While MS onset usually occurs in people between 20 and 40 years old, around 5% of the estimated 110,000 U.K. residents — or 5,500 people — living with MS are reported to experience their first symptoms before age 16, the MS Trust reports.
“It’s only recently that MS has begun to be diagnosed in children — it was thought to be an ‘adult’ disease, and childhood symptoms were often attributed to other conditions or ignored altogether. It’s now increasingly understood that MS can strike at any age,” the organization states in its announcement. “Some symptoms, such as problems walking, cognitive problems and difficulties with speech and swallowing, can be embarrassing and make school life tough.”
The MS Trust pack also calls attention to children who have a family member with MS, and who often serve as caregivers.
“MS is an unpredictable disease, so children living with MS in the family don’t know what they are to encounter from one day to the next,” the resource states. “It can be hard to live a normal life.
“Many act as young carers for their parents and the weight of this responsibility can cause stress, tiredness, restricted social time and poor performance in school. It is not always possible for these children to express their own feelings and many do not know where to turn for support,” the organization notes.
Jenna Chudasama also shares her experiences working as a teacher with a “an invisible condition.”
“I do believe that students have a greater understanding that illnesses can be invisible. I also hope that they have been encouraged to open up about illnesses in general … to remove the stigma so often attached to being ‘different,’” Chudasama states.
The awareness package includes a student called Alex, who raised funds and awareness for MS at her school during MS Awareness Week in the U.K. after her mother was diagnosed with the disease.

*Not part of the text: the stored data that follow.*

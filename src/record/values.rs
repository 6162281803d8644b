//! Record Values: header + materialised tree + memoised field accessors.
//!
//! Grounded on the teacher crate's `evtx_record.rs` for the header/data
//! split and the general "parse once, expose named fields" shape, but the
//! field accessors themselves (`EventIdentifier`, `SourceName`, numbered
//! `Strings`, ...) have no teacher analogue — that logic lives in the
//! higher `evtx_file`/`json_output` layers of the teacher crate, which are
//! out of scope here (§1) — so each accessor below is grounded directly on
//! §4.4's field-location rules instead.

use std::cell::OnceCell;

use crate::binxml::decoder::decode_fragment;
use crate::err::{DecodeErrorKind, EvtxError};
use crate::model::tree::{Node, NodeId, Tree};
use crate::record::header::{self, RecordHeader};
use crate::DecodeConfig;

/// "Field not present" vs. "field malformed" (an `Err`), per §4.4/§7. The
/// `{1, 0, -1}` convention is collapsed to this and back only at the
/// `capi` boundary.
#[derive(Debug, Clone)]
pub enum FieldOutcome<T> {
    Present(T),
    NotAvailable,
}

pub struct EvtxRecord {
    config: DecodeConfig,
    header: Option<RecordHeader>,
    tree: Option<Tree>,

    event_identifier: OnceCell<crate::err::Result<FieldOutcome<u32>>>,
    event_level: OnceCell<crate::err::Result<FieldOutcome<u8>>>,
    source_name: OnceCell<crate::err::Result<FieldOutcome<String>>>,
    computer_name: OnceCell<crate::err::Result<FieldOutcome<String>>>,
    strings: OnceCell<crate::err::Result<Vec<String>>>,
    binary_data: OnceCell<crate::err::Result<FieldOutcome<Vec<u8>>>>,
    full_xml: OnceCell<crate::err::Result<String>>,
}

impl EvtxRecord {
    pub fn new(config: DecodeConfig) -> Self {
        EvtxRecord {
            config,
            header: None,
            tree: None,
            event_identifier: OnceCell::new(),
            event_level: OnceCell::new(),
            source_name: OnceCell::new(),
            computer_name: OnceCell::new(),
            strings: OnceCell::new(),
            binary_data: OnceCell::new(),
            full_xml: OnceCell::new(),
        }
    }

    fn reset_memoized(&mut self) {
        self.event_identifier = OnceCell::new();
        self.event_level = OnceCell::new();
        self.source_name = OnceCell::new();
        self.computer_name = OnceCell::new();
        self.strings = OnceCell::new();
        self.binary_data = OnceCell::new();
        self.full_xml = OnceCell::new();
    }

    pub fn read_header(&mut self, buf: &[u8], offset: usize) -> crate::err::Result<()> {
        let header = header::parse(buf, offset, self.config)?;
        self.header = Some(header);
        self.tree = None;
        self.reset_memoized();
        Ok(())
    }

    pub fn read_xml(&mut self, buf: &[u8]) -> crate::err::Result<()> {
        let header = self.header.ok_or(EvtxError::ArgumentError {
            message: "read_header must be called before read_xml",
        })?;
        let (start, end) = header.xml_range();
        let tree = decode_fragment(buf, start, end, self.config)?;
        self.tree = Some(tree);
        self.reset_memoized();
        Ok(())
    }

    pub fn identifier(&self) -> Option<u64> {
        self.header.map(|h| h.identifier)
    }

    pub fn written_time(&self) -> Option<u64> {
        self.header.map(|h| h.written_time)
    }

    fn tree(&self) -> crate::err::Result<&Tree> {
        self.tree.as_ref().ok_or(EvtxError::ArgumentError {
            message: "read_xml must be called before accessing decoded fields",
        })
    }

    fn root(&self) -> crate::err::Result<NodeId> {
        self.tree()?.root().ok_or(EvtxError::InternalError {
            message: "decoded tree has no root element",
        })
    }

    pub fn event_identifier(&self) -> crate::err::Result<FieldOutcome<u32>> {
        self.event_identifier
            .get_or_init(|| self.compute_event_identifier())
            .clone()
    }

    fn compute_event_identifier(&self) -> crate::err::Result<FieldOutcome<u32>> {
        let tree = self.tree()?;
        let root = self.root()?;
        let Some(system) = tree.child_element(root, "System") else {
            return Ok(FieldOutcome::NotAvailable);
        };
        let Some(event_id) = tree.child_element(system, "EventID") else {
            return Ok(FieldOutcome::NotAvailable);
        };

        let mut value = parse_decimal_u64(&tree.text_content(event_id))? as u32;
        if let Some(qualifiers) = tree.attribute(event_id, "Qualifiers") {
            let q = parse_decimal_u64(qualifiers)? as u32;
            value |= q << 16;
        }
        Ok(FieldOutcome::Present(value))
    }

    pub fn event_level(&self) -> crate::err::Result<FieldOutcome<u8>> {
        self.event_level
            .get_or_init(|| self.compute_event_level())
            .clone()
    }

    fn compute_event_level(&self) -> crate::err::Result<FieldOutcome<u8>> {
        let tree = self.tree()?;
        let root = self.root()?;
        let Some(system) = tree.child_element(root, "System") else {
            return Ok(FieldOutcome::NotAvailable);
        };
        let Some(level) = tree.child_element(system, "Level") else {
            return Ok(FieldOutcome::NotAvailable);
        };
        let value = parse_decimal_u64(&tree.text_content(level))? as u8;
        Ok(FieldOutcome::Present(value))
    }

    pub fn source_name(&self) -> crate::err::Result<FieldOutcome<String>> {
        self.source_name
            .get_or_init(|| self.compute_source_name())
            .clone()
    }

    fn compute_source_name(&self) -> crate::err::Result<FieldOutcome<String>> {
        let tree = self.tree()?;
        let root = self.root()?;
        let Some(system) = tree.child_element(root, "System") else {
            return Ok(FieldOutcome::NotAvailable);
        };
        let Some(provider) = tree.child_element(system, "Provider") else {
            return Ok(FieldOutcome::NotAvailable);
        };
        if let Some(name) = tree.attribute(provider, "EventSourceName") {
            return Ok(FieldOutcome::Present(name.to_string()));
        }
        if let Some(name) = tree.attribute(provider, "Name") {
            return Ok(FieldOutcome::Present(name.to_string()));
        }
        Ok(FieldOutcome::NotAvailable)
    }

    pub fn computer_name(&self) -> crate::err::Result<FieldOutcome<String>> {
        self.computer_name
            .get_or_init(|| self.compute_computer_name())
            .clone()
    }

    fn compute_computer_name(&self) -> crate::err::Result<FieldOutcome<String>> {
        let tree = self.tree()?;
        let root = self.root()?;
        let Some(system) = tree.child_element(root, "System") else {
            return Ok(FieldOutcome::NotAvailable);
        };
        let Some(computer) = tree.child_element(system, "Computer") else {
            return Ok(FieldOutcome::NotAvailable);
        };
        Ok(FieldOutcome::Present(tree.text_content(computer)))
    }

    pub fn number_of_strings(&self) -> crate::err::Result<usize> {
        self.strings
            .get_or_init(|| self.compute_strings())
            .clone()
            .map(|v| v.len())
    }

    pub fn string(&self, index: usize) -> crate::err::Result<FieldOutcome<String>> {
        let strings = self.strings.get_or_init(|| self.compute_strings()).clone()?;
        Ok(match strings.get(index) {
            Some(s) => FieldOutcome::Present(s.clone()),
            None => FieldOutcome::NotAvailable,
        })
    }

    fn compute_strings(&self) -> crate::err::Result<Vec<String>> {
        let tree = self.tree()?;
        let root = self.root()?;

        if let Some(event_data) = tree.child_element(root, "EventData") {
            let elements = element_children(tree, event_data);
            let prefix_len = elements
                .iter()
                .take_while(|(name, _)| name == "Data")
                .count();
            let has_trailing_data = elements[prefix_len..]
                .iter()
                .any(|(name, _)| name == "Data");
            if has_trailing_data {
                return Err(EvtxError::decode(DecodeErrorKind::NonContiguousData, 0));
            }
            return Ok(elements[..prefix_len]
                .iter()
                .map(|&(_, id)| tree.text_content(id))
                .collect());
        }

        if let Some(user_data) = tree.child_element(root, "UserData") {
            let elements = element_children(tree, user_data);
            if elements.len() != 1 {
                return Err(EvtxError::InternalError {
                    message: "UserData must contain exactly one child element",
                });
            }
            let container = elements[0].1;
            return Ok(element_children(tree, container)
                .into_iter()
                .map(|(_, id)| tree.text_content(id))
                .collect());
        }

        Ok(Vec::new())
    }

    pub fn binary_data(&self) -> crate::err::Result<FieldOutcome<Vec<u8>>> {
        self.binary_data
            .get_or_init(|| self.compute_binary_data())
            .clone()
    }

    fn compute_binary_data(&self) -> crate::err::Result<FieldOutcome<Vec<u8>>> {
        let tree = self.tree()?;
        let root = self.root()?;
        let Some(event_data) = tree.child_element(root, "EventData") else {
            return Ok(FieldOutcome::NotAvailable);
        };
        let Some(binary_data) = tree.child_element(event_data, "BinaryData") else {
            return Ok(FieldOutcome::NotAvailable);
        };
        let hex = tree.text_content(binary_data);
        Ok(FieldOutcome::Present(parse_hex_bytes(&hex)?))
    }

    pub fn full_xml(&self) -> crate::err::Result<String> {
        self.full_xml
            .get_or_init(|| Ok(self.tree()?.to_utf8_string()))
            .clone()
    }
}

impl Clone for EvtxRecord {
    fn clone(&self) -> Self {
        EvtxRecord {
            config: self.config,
            header: self.header,
            tree: self.tree.clone(),
            event_identifier: OnceCell::new(),
            event_level: OnceCell::new(),
            source_name: OnceCell::new(),
            computer_name: OnceCell::new(),
            strings: OnceCell::new(),
            binary_data: OnceCell::new(),
            full_xml: OnceCell::new(),
        }
    }
}

/// Direct child `Element` nodes of `parent`, in document order, paired
/// with their name. Non-element children (text, PI, ...) are skipped.
fn element_children(tree: &Tree, parent: NodeId) -> Vec<(String, NodeId)> {
    let Node::Element { children, .. } = tree.node(parent) else {
        return Vec::new();
    };
    children
        .iter()
        .filter_map(|&id| tree.element_name(id).map(|name| (name.to_string(), id)))
        .collect()
}

fn parse_decimal_u64(text: &str) -> crate::err::Result<u64> {
    text.trim()
        .parse::<u64>()
        .map_err(|_| EvtxError::Overflow { type_name: "u64" })
}

fn parse_hex_bytes(hex: &str) -> crate::err::Result<Vec<u8>> {
    let hex = hex.trim();
    if hex.len() % 2 != 0 {
        return Err(EvtxError::InternalError {
            message: "BinaryData hex text has odd length",
        });
    }
    let mut out = Vec::with_capacity(hex.len() / 2);
    for i in (0..hex.len()).step_by(2) {
        let byte = u8::from_str_radix(&hex[i..i + 2], 16).map_err(|_| EvtxError::InternalError {
            message: "BinaryData text is not valid hex",
        })?;
        out.push(byte);
    }
    Ok(out)
}

#[cfg(test)]
mod tests {
    use super::*;
    use crate::model::tree::Attribute;

    fn push_element(tree: &mut Tree, parent: Option<NodeId>, name: &str) -> NodeId {
        let id = tree.push(Node::Element {
            name: name.to_string(),
            attributes: Vec::new(),
            children: Vec::new(),
        });
        match parent {
            Some(p) => tree.add_child(p, id),
            None => tree.set_root(id),
        }
        id
    }

    fn push_text(tree: &mut Tree, parent: NodeId, text: &str) {
        let id = tree.push(Node::Text(text.to_string()));
        tree.add_child(parent, id);
    }

    fn record_with_tree(tree: Tree) -> EvtxRecord {
        let mut record = EvtxRecord::new(DecodeConfig::default());
        record.header = Some(RecordHeader {
            chunk_data_offset: 0,
            size: 0,
            identifier: 1,
            written_time: 0,
            size_copy: 0,
            size_copy_mismatch: false,
        });
        record.tree = Some(tree);
        record
    }

    #[test]
    fn event_identifier_applies_qualifiers_shift() {
        let mut tree = Tree::new();
        let root = push_element(&mut tree, None, "Event");
        let system = push_element(&mut tree, Some(root), "System");
        let event_id = push_element(&mut tree, Some(system), "EventID");
        if let Node::Element { attributes, .. } = tree.node_mut(event_id) {
            attributes.push(Attribute {
                name: "Qualifiers".to_string(),
                value: "1".to_string(),
            });
        }
        push_text(&mut tree, event_id, "4660");

        let record = record_with_tree(tree);
        match record.event_identifier().unwrap() {
            FieldOutcome::Present(v) => assert_eq!(v, 0x0001_1234),
            FieldOutcome::NotAvailable => panic!("expected a value"),
        }
    }

    #[test]
    fn strings_rejects_non_contiguous_data_elements() {
        let mut tree = Tree::new();
        let root = push_element(&mut tree, None, "Event");
        let event_data = push_element(&mut tree, Some(root), "EventData");
        for name in ["Data", "Data", "Foo", "Data"] {
            let child = push_element(&mut tree, Some(event_data), name);
            push_text(&mut tree, child, "x");
        }

        let record = record_with_tree(tree);
        let err = record.number_of_strings().unwrap_err();
        assert!(matches!(
            err,
            EvtxError::DecodeError {
                kind: DecodeErrorKind::NonContiguousData,
                ..
            }
        ));
    }

    #[test]
    fn strings_from_user_data_single_container() {
        let mut tree = Tree::new();
        let root = push_element(&mut tree, None, "Event");
        let user_data = push_element(&mut tree, Some(root), "UserData");
        let my_data = push_element(&mut tree, Some(user_data), "MyData");
        let x = push_element(&mut tree, Some(my_data), "X");
        push_text(&mut tree, x, "1");
        let y = push_element(&mut tree, Some(my_data), "Y");
        push_text(&mut tree, y, "2");

        let record = record_with_tree(tree);
        assert_eq!(record.number_of_strings().unwrap(), 2);
        match record.string(0).unwrap() {
            FieldOutcome::Present(s) => assert_eq!(s, "1"),
            FieldOutcome::NotAvailable => panic!("expected a value"),
        }
    }

    #[test]
    fn clone_resets_memoized_fields_but_keeps_header_and_tree() {
        let mut tree = Tree::new();
        let root = push_element(&mut tree, None, "Event");
        let system = push_element(&mut tree, Some(root), "System");
        let level = push_element(&mut tree, Some(system), "Level");
        push_text(&mut tree, level, "4");

        let record = record_with_tree(tree);
        let _ = record.event_level().unwrap();
        let cloned = record.clone();
        assert!(cloned.event_level.get().is_none());
        match cloned.event_level().unwrap() {
            FieldOutcome::Present(v) => assert_eq!(v, 4),
            FieldOutcome::NotAvailable => panic!("expected a value"),
        }
    }
}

“It was scary to think that Mum had a disease that could not be cured,” Alex said. “I didn’t know much about it at first, I just knew that my mum was always a bit clumsy.”
Suggestions to raise awareness at school include using MSTV, a dedicated YouTube channel featuring MS-related videos for young people, and a Kids’ Guide to MS, written for students ages 6 to 10. Other ideas include establishing an “information stand” about MS and presenting a “learning activity” to help people understand what it feels like to experience disease symptoms.
Fundraising suggestions to support the MS Trust include putting on a school play, organizing bake sales, and packing bags in supermarkets in exchange for donations.
“Without the support from people in local communities choosing to fundraise for us, we would not be able to continue our work,” the organization noted.